Position Summary/About the role

Position 1: Information Security Analyst
Location: Stamford, Connecticut (Onsite / Hybrid as required)
Engagement Type: Contract / Consulting Assignment
12 Months
Role Overview
We are seeking an experienced Information Security Analyst to support and strengthen the
City's cybersecurity, risk management, and compliance programs. This role will serve as a
key contributor in developing security governance frameworks, conducting risk assessments,
supporting security operations, and ensuring regulatory and standards alignment.
The ideal candidate will bring deep expertise in cybersecurity analysis, risk management,
incident response, and security technologies, along with the ability to collaborate across
technical and non-technical stakeholders.
Key Responsibilities
Security Governance & Policy Management
• Develop, review, and maintain information security policies, standards, and
procedures
• Align governance practices with NIST CSF 2.0, ISO 27001, CIS Controls
• Support development of security control frameworks
• Maintain audit-ready documentation
Risk & Control Management
• Conduct enterprise security risk assessments
• Develop and maintain:
o IT Risk Taxonomy
o IT Risk Register
o Control Inventory
• Support Risk & Control Self-Assessments (RCSA)
• Identify control gaps and recommend remediation strategies
Security Operations & Monitoring
• Support and monitor security tools including:
o SIEM platforms
o IDS/IPS systems
o Data Loss Prevention (DLP)
o Endpoint Protection Solutions
• Analyze security events and alerts
• Recommend detection, tuning, and response improvements
Vulnerability & Threat Management
• Perform vulnerability scans and assessments
• Analyze findings and prioritize remediation
• Support threat intelligence and proactive defense initiatives
Incident Response & Investigation
• Detect, investigate, and respond to cybersecurity incidents
• Support breach analysis and containment activities
• Document root cause analysis and corrective actions
Compliance & Audit Support
• Support SOC testing and security audits
• Ensure alignment with:
o FISMA
o NIST RMF
o FedRAMP (as applicable)
• Prepare compliance artifacts and evidence
Security Awareness & Advisory
• Support cybersecurity awareness initiatives
• Promote best practices across City departments
Required Qualifications
• 8–10 years of progressive experience in Information Security / Cybersecurity
• Demonstrated experience in:
o Security governance
o Risk management
o Security operations
o Incident response
Required Technical Skills
• SIEM technologies
• IDS/IPS systems
• Endpoint security tools
• Vulnerability assessment platforms
• Security event analysis
Required Knowledge Areas
• NIST Cybersecurity Framework (CSF)
• Risk Management Framework (RMF)
• Security controls & governance
• Incident response methodologies
Preferred Qualifications
• Government / municipal cybersecurity experience
• Cloud security exposure (AWS / Azure / GovCloud)
• Experience supporting audits / SOC assessments
• Industry certifications preferred:
o CISSP
o CISM,
o CISA,
o CEH
Core Competencies
• Strong analytical and investigative skills
• Excellent written and verbal communication
• Ability to translate security risks for business stakeholders
• High attention to documentation and compliance detail
• Ability to operate independently and collaboratively

About CVC

Compu-Vision Consulting, Inc. is a leading provider of consulting and workforce solutions across IT, healthcare, engineering, life sciences, and professional services.
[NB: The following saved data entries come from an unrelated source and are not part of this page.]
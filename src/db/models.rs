//! Typed row models for the persistence layer (spec §3 / §6).

use chrono::{DateTime, Utc};
use rusqlite::Row;
use rusqlite::types::{FromSql, FromSqlError, FromSqlResult, ToSql, ToSqlOutput, ValueRef};
use serde::{Deserialize, Serialize};

/// A conversation thread. Carries no summary field of its own in this crate —
/// thread-level auto-summary is out of scope (spec.md Non-goals).
#[derive(Debug, Clone, Serialize, Deserialize)]
pub struct Thread {
    pub id: String,
    pub title: Option<String>,
    pub created_at: DateTime<Utc>,
}

impl Thread {
    pub(crate) fn from_row(row: &Row) -> rusqlite::Result<Self> {
        Ok(Self {
            id: row.get("id")?,
            title: row.get("title")?,
            created_at: row.get("created_at")?,
        })
    }
}

#[derive(Debug, Clone, Copy, PartialEq, Eq, Serialize, Deserialize)]
#[serde(rename_all = "lowercase")]
pub enum Role {
    User,
    Assistant,
    Tool,
    System,
}

impl Role {
    pub fn as_str(&self) -> &'static str {
        match self {
            Role::User => "user",
            Role::Assistant => "assistant",
            Role::Tool => "tool",
            Role::System => "system",
        }
    }
}

impl ToSql for Role {
    fn to_sql(&self) -> rusqlite::Result<ToSqlOutput<'_>> {
        Ok(ToSqlOutput::from(self.as_str()))
    }
}

impl FromSql for Role {
    fn column_result(value: ValueRef<'_>) -> FromSqlResult<Self> {
        match value.as_str()? {
            "user" => Ok(Role::User),
            "assistant" => Ok(Role::Assistant),
            "tool" => Ok(Role::Tool),
            "system" => Ok(Role::System),
            other => Err(FromSqlError::Other(
                format!("unknown role: {other}").into(),
            )),
        }
    }
}

/// A single L1 message — one row per user/assistant/tool/system turn.
#[derive(Debug, Clone, Serialize, Deserialize)]
pub struct Message {
    pub id: i64,
    pub thread_id: String,
    pub role: Role,
    pub content: String,
    pub created_at: DateTime<Utc>,
    pub input_tokens: Option<i64>,
    pub output_tokens: Option<i64>,
    pub total_tokens: Option<i64>,
}

impl Message {
    pub(crate) fn from_row(row: &Row) -> rusqlite::Result<Self> {
        Ok(Self {
            id: row.get("id")?,
            thread_id: row.get("thread_id")?,
            role: row.get("role")?,
            content: row.get("content")?,
            created_at: row.get("created_at")?,
            input_tokens: row.get("input_tokens")?,
            output_tokens: row.get("output_tokens")?,
            total_tokens: row.get("total_tokens")?,
        })
    }
}

/// A pair summary (spec §3). May cover a single (user, assistant) pair or a
/// contiguous group of up to `L2_GROUP_SIZE` pairs.
#[derive(Debug, Clone, Serialize, Deserialize)]
pub struct L2Summary {
    pub id: i64,
    pub thread_id: String,
    pub start_message_id: i64,
    pub end_message_id: i64,
    pub text: String,
    pub tokens: i64,
    pub created_at: DateTime<Utc>,
}

impl L2Summary {
    pub(crate) fn from_row(row: &Row) -> rusqlite::Result<Self> {
        Ok(Self {
            id: row.get("id")?,
            thread_id: row.get("thread_id")?,
            start_message_id: row.get("start_message_id")?,
            end_message_id: row.get("end_message_id")?,
            text: row.get("text")?,
            tokens: row.get("tokens")?,
            created_at: row.get("created_at")?,
        })
    }
}

/// A block micro-summary condensing 4-5 L2 rows into one line (spec §3/§4.5).
#[derive(Debug, Clone, Serialize, Deserialize)]
pub struct L3MicroSummary {
    pub id: i64,
    pub thread_id: String,
    pub start_l2_id: i64,
    pub end_l2_id: i64,
    pub text: String,
    pub tokens: i64,
    pub created_at: DateTime<Utc>,
}

impl L3MicroSummary {
    pub(crate) fn from_row(row: &Row) -> rusqlite::Result<Self> {
        Ok(Self {
            id: row.get("id")?,
            thread_id: row.get("thread_id")?,
            start_l2_id: row.get("start_l2_id")?,
            end_l2_id: row.get("end_l2_id")?,
            text: row.get("text")?,
            tokens: row.get("tokens")?,
            created_at: row.get("created_at")?,
        })
    }
}

/// Per-thread bookkeeping for the memory store. `last_compacted_message_id`
/// is the L1 exclusion floor: messages at or below it have already been
/// folded into an L2/L3 summary and must not reappear in a future L1 fill,
/// even after their L2 row is later consumed into an L3 (spec §3 MemoryState).
/// This is a diagnostic cache only; it is never the source of truth for
/// *whether* to compact (the live token breakdown from C1+C6 is).
#[derive(Debug, Clone, Serialize, Deserialize)]
pub struct MemoryState {
    pub thread_id: String,
    pub l1_pairs_count: i64,
    pub last_compacted_message_id: Option<i64>,
    pub last_compacted_at: Option<DateTime<Utc>>,
}

impl MemoryState {
    pub(crate) fn from_row(row: &Row) -> rusqlite::Result<Self> {
        Ok(Self {
            thread_id: row.get("thread_id")?,
            l1_pairs_count: row.get("l1_pairs_count")?,
            last_compacted_message_id: row.get("last_compacted_message_id")?,
            last_compacted_at: row.get("last_compacted_at")?,
        })
    }
}

/// The singleton user profile rendered into the system message (spec §4.6 step 2).
#[derive(Debug, Clone, Default, Serialize, Deserialize)]
pub struct Profile {
    pub display_name: Option<String>,
    pub preferred_language: Option<String>,
    pub tone: Option<String>,
    pub timezone: Option<String>,
    pub region_coarse: Option<String>,
    pub work_hours: Option<String>,
    pub ui_format_prefs: Option<String>,
    pub goals_mood: Option<String>,
    pub decisions_tasks: Option<String>,
    pub brevity: Option<String>,
    pub format_defaults: Option<String>,
    pub interests_topics: Option<String>,
    pub workflow_tools: Option<String>,
    pub os: Option<String>,
    pub runtime: Option<String>,
    pub hardware_hint: Option<String>,
}

impl Profile {
    pub(crate) fn from_row(row: &Row) -> rusqlite::Result<Self> {
        Ok(Self {
            display_name: row.get("display_name")?,
            preferred_language: row.get("preferred_language")?,
            tone: row.get("tone")?,
            timezone: row.get("timezone")?,
            region_coarse: row.get("region_coarse")?,
            work_hours: row.get("work_hours")?,
            ui_format_prefs: row.get("ui_format_prefs")?,
            goals_mood: row.get("goals_mood")?,
            decisions_tasks: row.get("decisions_tasks")?,
            brevity: row.get("brevity")?,
            format_defaults: row.get("format_defaults")?,
            interests_topics: row.get("interests_topics")?,
            workflow_tools: row.get("workflow_tools")?,
            os: row.get("os")?,
            runtime: row.get("runtime")?,
            hardware_hint: row.get("hardware_hint")?,
        })
    }

    /// Render the non-empty fields as a compact block of `key: value` lines,
    /// in declaration order, for inclusion in the system message.
    pub fn render(&self) -> Option<String> {
        let fields: [(&str, &Option<String>); 16] = [
            ("display_name", &self.display_name),
            ("preferred_language", &self.preferred_language),
            ("tone", &self.tone),
            ("timezone", &self.timezone),
            ("region", &self.region_coarse),
            ("work_hours", &self.work_hours),
            ("ui_format_prefs", &self.ui_format_prefs),
            ("goals_mood", &self.goals_mood),
            ("decisions_tasks", &self.decisions_tasks),
            ("brevity", &self.brevity),
            ("format_defaults", &self.format_defaults),
            ("interests_topics", &self.interests_topics),
            ("workflow_tools", &self.workflow_tools),
            ("os", &self.os),
            ("runtime", &self.runtime),
            ("hardware_hint", &self.hardware_hint),
        ];
        let lines: Vec<String> = fields
            .into_iter()
            .filter_map(|(k, v)| v.as_ref().map(|v| format!("{k}: {v}")))
            .collect();
        if lines.is_empty() {
            None
        } else {
            Some(lines.join("\n"))
        }
    }
}

#[derive(Debug, Clone, Copy, PartialEq, Eq, Serialize, Deserialize)]
#[serde(rename_all = "lowercase")]
pub enum ResponseStatus {
    Ok,
    Cancelled,
    Error,
}

impl ResponseStatus {
    pub fn as_str(&self) -> &'static str {
        match self {
            ResponseStatus::Ok => "ok",
            ResponseStatus::Cancelled => "cancelled",
            ResponseStatus::Error => "error",
        }
    }
}

impl ToSql for ResponseStatus {
    fn to_sql(&self) -> rusqlite::Result<ToSqlOutput<'_>> {
        Ok(ToSqlOutput::from(self.as_str()))
    }
}

impl FromSql for ResponseStatus {
    fn column_result(value: ValueRef<'_>) -> FromSqlResult<Self> {
        match value.as_str()? {
            "ok" => Ok(ResponseStatus::Ok),
            "cancelled" => Ok(ResponseStatus::Cancelled),
            "error" => Ok(ResponseStatus::Error),
            other => Err(FromSqlError::Other(
                format!("unknown response status: {other}").into(),
            )),
        }
    }
}

/// One row per completed (or cancelled) generation (SPEC_FULL.md §11).
#[derive(Debug, Clone, Serialize, Deserialize)]
pub struct ResponseRecord {
    pub id: i64,
    pub thread_id: String,
    pub status: ResponseStatus,
    pub model: Option<String>,
    pub prompt_tokens: Option<i64>,
    pub completion_tokens: Option<i64>,
    pub diagnostics_json: Option<String>,
    pub created_at: DateTime<Utc>,
}

impl ResponseRecord {
    pub(crate) fn from_row(row: &Row) -> rusqlite::Result<Self> {
        Ok(Self {
            id: row.get("id")?,
            thread_id: row.get("thread_id")?,
            status: row.get("status")?,
            model: row.get("model")?,
            prompt_tokens: row.get("prompt_tokens")?,
            completion_tokens: row.get("completion_tokens")?,
            diagnostics_json: row.get("diagnostics_json")?,
            created_at: row.get("created_at")?,
        })
    }
}

/// One row per tool invocation observed while streaming a reply
/// (SPEC_FULL.md §11). The core subsystem only reads aggregate token counts
/// from this table; it never writes rows.
#[derive(Debug, Clone, Serialize, Deserialize)]
pub struct ToolRun {
    pub id: i64,
    pub thread_id: String,
    pub tool_name: String,
    pub arguments: Option<String>,
    pub result: Option<String>,
    pub created_at: DateTime<Utc>,
}

impl ToolRun {
    pub(crate) fn from_row(row: &Row) -> rusqlite::Result<Self> {
        Ok(Self {
            id: row.get("id")?,
            thread_id: row.get("thread_id")?,
            tool_name: row.get("tool_name")?,
            arguments: row.get("arguments")?,
            result: row.get("result")?,
            created_at: row.get("created_at")?,
        })
    }
}
impl MemoryStore {
    pub fn new(db: Database) -> Self {
        Self { db }
    }

    async fn interact<F, T>(&self, f: F) -> Result<T>
    where
        F: Fn(&mut rusqlite::Connection) -> rusqlite::Result<T> + Send + Sync + 'static,
        T: Send + 'static,
    {
        interact_with_retry(&self.db, DbRetryConfig::default(), f).await
    }

    pub async fn create_thread(&self, title: Option<String>) -> Result<crate::db::Thread> {
        let id = Uuid::new_v4().to_string();
        let created_at = Utc::now();
        self.interact(move |conn| {
            conn.execute(
                "INSERT INTO threads (id, title, created_at) VALUES (?1, ?2, ?3)",
                params![id, title, created_at],
            )?;
            conn.execute(
                "INSERT INTO memory_state (thread_id, l1_pairs_count) VALUES (?1, 0)",
                params![id],
            )?;
            Ok::<_, rusqlite::Error>(crate::db::Thread {
                id: id.clone(),
                title: title.clone(),
                created_at,
            })
        })
        .await
        .context("failed to create thread")
    }

    pub async fn get_thread(&self, thread_id: &str) -> Result<Option<crate::db::Thread>> {
        let thread_id = thread_id.to_string();
        self.interact(move |conn| {
            conn.query_row(
                "SELECT id, title, created_at FROM threads WHERE id = ?1",
                params![thread_id],
                |row| crate::db::Thread::from_row(row),
            )
            .optional()
        })
        .await
        .context("failed to fetch thread")
    }

    pub async fn ensure_thread(&self, thread_id: &str) -> Result<crate::db::Thread> {
        if let Some(thread) = self.get_thread(thread_id).await? {
            return Ok(thread);
        }
        let id = thread_id.to_string();
        let created_at = Utc::now();
        self.interact(move |conn| {
            conn.execute(
                "INSERT INTO threads (id, title, created_at) VALUES (?1, NULL, ?2)",
                params![id, created_at],
            )?;
            conn.execute(
                "INSERT OR IGNORE INTO memory_state (thread_id, l1_pairs_count) VALUES (?1, 0)",
                params![id],
            )?;
            Ok::<_, rusqlite::Error>(crate::db::Thread {
                id: id.clone(),
                title: None,
                created_at,
            })
        })
        .await
        .context("failed to ensure thread")
    }

    pub async fn append_message(
        &self,
        thread_id: &str,
        role: Role,
        content: &str,
        tokens: Option<(i64, i64, i64)>,
    ) -> Result<Message> {
        let thread_id = thread_id.to_string();
        let content = content.to_string();
        let created_at = Utc::now();
        self.interact(move |conn| {
            conn.execute(
                "INSERT INTO messages (thread_id, role, content, created_at, input_tokens, output_tokens, total_tokens)
                 VALUES (?1, ?2, ?3, ?4, ?5, ?6, ?7)",
                params![
                    thread_id,
                    role,
                    content,
                    created_at,
                    tokens.map(|t| t.0),
                    tokens.map(|t| t.1),
                    tokens.map(|t| t.2),
                ],
            )?;
            let id = conn.last_insert_rowid();
            Ok::<_, rusqlite::Error>(Message {
                id,
                thread_id: thread_id.clone(),
                role,
                content: content.clone(),
                created_at,
                input_tokens: tokens.map(|t| t.0),
                output_tokens: tokens.map(|t| t.1),
                total_tokens: tokens.map(|t| t.2),
            })
        })
        .await
        .context("failed to append message")
    }

    /// User/assistant messages in chronological order, sanitized on the way
    /// out, optionally excluding one message id (the in-flight user turn).
    pub async fn get_messages_asc(
        &self,
        thread_id: &str,
        exclude_message_id: Option<i64>,
        max_items: usize,
    ) -> Result<Vec<Message>> {
        let thread_id = thread_id.to_string();
        let mut messages: Vec<Message> = self
            .interact(move |conn| {
                let mut stmt = conn.prepare(
                    "SELECT id, thread_id, role, content, created_at, input_tokens, output_tokens, total_tokens
                     FROM messages
                     WHERE thread_id = ?1 AND role IN ('user','assistant')
                     ORDER BY id ASC",
                )?;
                let rows = stmt.query_map(params![thread_id], |row| Message::from_row(row))?;
                rows.collect::<rusqlite::Result<Vec<_>>>()
            })
            .await
            .context("failed to fetch messages")?;

        if let Some(exclude) = exclude_message_id {
            messages.retain(|m| m.id != exclude);
        }
        if messages.len() > max_items {
            let start = messages.len() - max_items;
            messages.drain(..start);
        }
        for m in &mut messages {
            m.content = sanitize_for_memory(&m.content);
        }
        Ok(messages)
    }

    pub async fn get_l2_asc(&self, thread_id: &str, limit: usize) -> Result<Vec<L2Summary>> {
        let thread_id = thread_id.to_string();
        self.interact(move |conn| {
            let mut stmt = conn.prepare(
                "SELECT id, thread_id, start_message_id, end_message_id, text, tokens, created_at
                 FROM l2_summaries WHERE thread_id = ?1 ORDER BY id ASC LIMIT ?2",
            )?;
            let limit = limit.min(i64::MAX as usize) as i64;
            let rows = stmt.query_map(params![thread_id, limit], |row| {
                L2Summary::from_row(row)
            })?;
            rows.collect::<rusqlite::Result<Vec<_>>>()
        })
        .await
        .context("failed to fetch l2 summaries")
    }

    pub async fn get_l3_asc(&self, thread_id: &str, limit: usize) -> Result<Vec<L3MicroSummary>> {
        let thread_id = thread_id.to_string();
        self.interact(move |conn| {
            let mut stmt = conn.prepare(
                "SELECT id, thread_id, start_l2_id, end_l2_id, text, tokens, created_at
                 FROM l3_microsummaries WHERE thread_id = ?1 ORDER BY id ASC LIMIT ?2",
            )?;
            let limit = limit.min(i64::MAX as usize) as i64;
            let rows = stmt.query_map(params![thread_id, limit], |row| {
                L3MicroSummary::from_row(row)
            })?;
            rows.collect::<rusqlite::Result<Vec<_>>>()
        })
        .await
        .context("failed to fetch l3 microsummaries")
    }

    /// Insert an L2 record, skipping silently (pair-level idempotence) if
    /// one already exists for `(thread_id, start, end)`.
    pub async fn insert_l2(
        &self,
        thread_id: &str,
        start_message_id: i64,
        end_message_id: i64,
        text: &str,
        tokens: i64,
    ) -> Result<Option<L2Summary>> {
        let thread_id = thread_id.to_string();
        let text = text.to_string();
        let created_at = Utc::now();
        self.interact(move |conn| {
            let inserted = conn.execute(
                "INSERT OR IGNORE INTO l2_summaries
                 (thread_id, start_message_id, end_message_id, text, tokens, created_at)
                 VALUES (?1, ?2, ?3, ?4, ?5, ?6)",
                params![thread_id, start_message_id, end_message_id, text, tokens, created_at],
            )?;
            if inserted == 0 {
                return Ok(None);
            }
            let id = conn.last_insert_rowid();
            Ok(Some(L2Summary {
                id,
                thread_id: thread_id.clone(),
                start_message_id,
                end_message_id,
                text: text.clone(),
                tokens,
                created_at,
            }))
        })
        .await
        .context("failed to insert l2 summary")
    }

    /// Atomically insert an L3 covering `l2_ids` and delete those L2 rows.
    pub async fn insert_l3(
        &self,
        thread_id: &str,
        l2_ids: &[i64],
        text: &str,
        tokens: i64,
    ) -> Result<L3MicroSummary> {
        anyhow::ensure!(!l2_ids.is_empty(), "insert_l3 requires at least one l2 id");
        let thread_id = thread_id.to_string();
        let text = text.to_string();
        let start_l2_id = *l2_ids.iter().min().unwrap();
        let end_l2_id = *l2_ids.iter().max().unwrap();
        let created_at = Utc::now();
        let l2_ids = l2_ids.to_vec();

        self.interact(move |conn| {
            let tx = conn.transaction()?;
            tx.execute(
                "INSERT INTO l3_microsummaries (thread_id, start_l2_id, end_l2_id, text, tokens, created_at)
                 VALUES (?1, ?2, ?3, ?4, ?5, ?6)",
                params![thread_id, start_l2_id, end_l2_id, text, tokens, created_at],
            )?;
            let id = tx.last_insert_rowid();
            for l2_id in &l2_ids {
                tx.execute("DELETE FROM l2_summaries WHERE id = ?1", params![l2_id])?;
            }
            tx.commit()?;
            Ok::<_, rusqlite::Error>(L3MicroSummary {
                id,
                thread_id: thread_id.clone(),
                start_l2_id,
                end_l2_id,
                text: text.clone(),
                tokens,
                created_at,
            })
        })
        .await
        .context("failed to insert l3 microsummary")
    }

    pub async fn pick_oldest_l2_block(&self, thread_id: &str, max_items: usize) -> Result<Vec<L2Summary>> {
        self.get_l2_asc(thread_id, max_items).await
    }

    pub async fn evict_l3_oldest(&self, thread_id: &str, count: usize) -> Result<usize> {
        let thread_id = thread_id.to_string();
        self.interact(move |conn| {
            conn.execute(
                "DELETE FROM l3_microsummaries WHERE id IN (
                    SELECT id FROM l3_microsummaries WHERE thread_id = ?1 ORDER BY id ASC LIMIT ?2
                 )",
                params![thread_id, count as i64],
            )
        })
        .await
        .context("failed to evict l3 microsummaries")
    }

    pub async fn memory_state_read(&self, thread_id: &str) -> Result<MemoryState> {
        let thread_id_owned = thread_id.to_string();
        let existing = self
            .interact(move |conn| {
                conn.query_row(
                    "SELECT thread_id, l1_pairs_count, last_compacted_message_id, last_compacted_at
                     FROM memory_state WHERE thread_id = ?1",
                    params![thread_id_owned],
                    |row| MemoryState::from_row(row),
                )
                .optional()
            })
            .await
            .context("failed to read memory state")?;

        Ok(existing.unwrap_or(MemoryState {
            thread_id: thread_id.to_string(),
            l1_pairs_count: 0,
            last_compacted_message_id: None,
            last_compacted_at: None,
        }))
    }

    pub async fn memory_state_update(&self, thread_id: &str, l1_pairs_count: i64) -> Result<()> {
        let thread_id = thread_id.to_string();
        let updated_at = Utc::now();
        self.interact(move |conn| {
            conn.execute(
                "INSERT INTO memory_state (thread_id, l1_pairs_count, last_compacted_at)
                 VALUES (?1, ?2, ?3)
                 ON CONFLICT(thread_id) DO UPDATE SET l1_pairs_count = excluded.l1_pairs_count,
                                                       last_compacted_at = excluded.last_compacted_at",
                params![thread_id, l1_pairs_count, updated_at],
            )
        })
        .await
        .context("failed to update memory state")?;
        Ok(())
    }

    /// Raise the L1 exclusion floor to `message_id` (never lowers it): once a
    /// message has been folded into an L2 group, it must not reappear in a
    /// future L1 fill even after that L2 row is later consumed into an L3.
    pub async fn raise_l1_floor(&self, thread_id: &str, message_id: i64) -> Result<()> {
        let thread_id = thread_id.to_string();
        let updated_at = Utc::now();
        self.interact(move |conn| {
            conn.execute(
                "INSERT INTO memory_state (thread_id, last_compacted_message_id, last_compacted_at)
                 VALUES (?1, ?2, ?3)
                 ON CONFLICT(thread_id) DO UPDATE SET
                     last_compacted_message_id = MAX(COALESCE(last_compacted_message_id, 0), excluded.last_compacted_message_id),
                     last_compacted_at = excluded.last_compacted_at",
                params![thread_id, message_id, updated_at],
            )
        })
        .await
        .context("failed to raise l1 floor")?;
        Ok(())
    }

    /// Read-only; the core never writes `profile` rows (external CRUD collaborator).
    pub async fn get_profile(&self) -> Result<Profile> {
        let existing = self
            .interact(|conn| {
                conn.query_row(
                    "SELECT display_name, preferred_language, tone, timezone, region_coarse, work_hours,
                            ui_format_prefs, goals_mood, decisions_tasks, brevity, format_defaults,
                            interests_topics, workflow_tools, os, runtime, hardware_hint
                     FROM profile WHERE id = 1",
                    [],
                    |row| Profile::from_row(row),
                )
                .optional()
            })
            .await
            .context("failed to read profile")?;
        Ok(existing.unwrap_or_default())
    }

    pub async fn insert_response_record(
        &self,
        thread_id: &str,
        status: crate::db::ResponseStatus,
        model: Option<&str>,
        prompt_tokens: Option<i64>,
        completion_tokens: Option<i64>,
        diagnostics_json: Option<&str>,
    ) -> Result<()> {
        let thread_id = thread_id.to_string();
        let model = model.map(str::to_string);
        let diagnostics_json = diagnostics_json.map(str::to_string);
        let created_at = Utc::now();
        self.interact(move |conn| {
            conn.execute(
                "INSERT INTO responses (thread_id, status, model, prompt_tokens, completion_tokens, diagnostics_json, created_at)
                 VALUES (?1, ?2, ?3, ?4, ?5, ?6, ?7)",
                params![thread_id, status, model, prompt_tokens, completion_tokens, diagnostics_json, created_at],
            )
        })
        .await
        .context("failed to insert response record")?;
        Ok(())
    }

    /// Aggregate token count recorded against `tool_runs` for this thread.
    /// The core only ever reads this table; tool-call parsing (which writes
    /// it) is out of scope.
    pub async fn sum_tool_run_tokens(&self, thread_id: &str) -> Result<i64> {
        let thread_id = thread_id.to_string();
        self.interact(move |conn| {
            conn.query_row(
                "SELECT COALESCE(SUM(length(result) / 4), 0) FROM tool_runs WHERE thread_id = ?1",
                params![thread_id],
                |row| row.get::<_, i64>(0),
            )
        })
        .await
        .context("failed to sum tool run tokens")
    }
}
Since 1998, we have supported organizations nationwide with scalable, cost-effective services that drive innovation and operational excellence. Backed by an experienced professionals and strong industry expertise, Compu-Vision is a trusted partner helping mission-driven organizations navigating complex and evolving needs. Join us and be part of a team dedicated to quality, accountability, and measurable impact across industries.

Equal Opportunity Employer Note

Compu-Vision Consulting, Inc. is an Equal Opportunity/Affirmative Action Employer and does not discriminate based on age, color, disability, ethnicity, marital or family status, national origin, race, religion, sex, sexual orientation, veteran status, or any other characteristic protected by law.